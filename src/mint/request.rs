//! A single mint submission: quantity, token records and price.

use crate::blockchain::types::{ContractCall, Mutez};
use crate::contract::{token_batch, ContractHandle, ContractView, TokenMetadata, TokenNaming};
use crate::mint::{MintError, MintResult};

/// Price of `quantity` tokens: `mint_price × quantity` mutez
/// (`mint_price × quantity / 10^6` tez).
pub fn total_price(mint_price: Mutez, quantity: u64) -> Option<Mutez> {
    mint_price.checked_mul(quantity)
}

/// Built per submit, never persisted.
#[derive(Debug, Clone, PartialEq)]
pub struct MintRequest {
    pub quantity: u64,
    pub records: Vec<TokenMetadata>,
    pub amount: Mutez,
}

impl MintRequest {
    /// Validate `quantity` against the contract's limits and derive the
    /// token records, numbered from the current minted count.
    pub fn new(quantity: u64, view: &ContractView, naming: &TokenNaming) -> MintResult<Self> {
        if quantity == 0 {
            return Err(MintError::ZeroQuantity);
        }
        if view.paused {
            return Err(MintError::Paused);
        }
        if quantity > view.max_purchase {
            return Err(MintError::ExceedsMaxPurchase {
                requested: quantity,
                max: view.max_purchase,
            });
        }
        if quantity > view.remaining_supply() {
            return Err(MintError::ExceedsMaxSupply {
                requested: quantity,
                minted: view.minted_count,
                max_supply: view.max_supply,
            });
        }

        let amount = total_price(view.mint_price, quantity).ok_or(MintError::PriceOverflow { quantity })?;
        Ok(Self {
            quantity,
            records: token_batch(view.minted_count, quantity, naming),
            amount,
        })
    }

    pub fn to_call(&self, contract: &ContractHandle) -> ContractCall {
        contract.mint_call(self.quantity, &self.records, self.amount)
    }
}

****************************************

* **About this exercise**:
Where does "MintError" appear in the records above? Copy every line that has it.

* **Exercise solution**:
use crate::mint::{MintError, MintResult};
            return Err(MintError::ZeroQuantity);
            return Err(MintError::Paused);
            return Err(MintError::ExceedsMaxPurchase {
            return Err(MintError::ExceedsMaxSupply {
        let amount = total_price(view.mint_price, quantity).ok_or(MintError::PriceOverflow { quantity })?;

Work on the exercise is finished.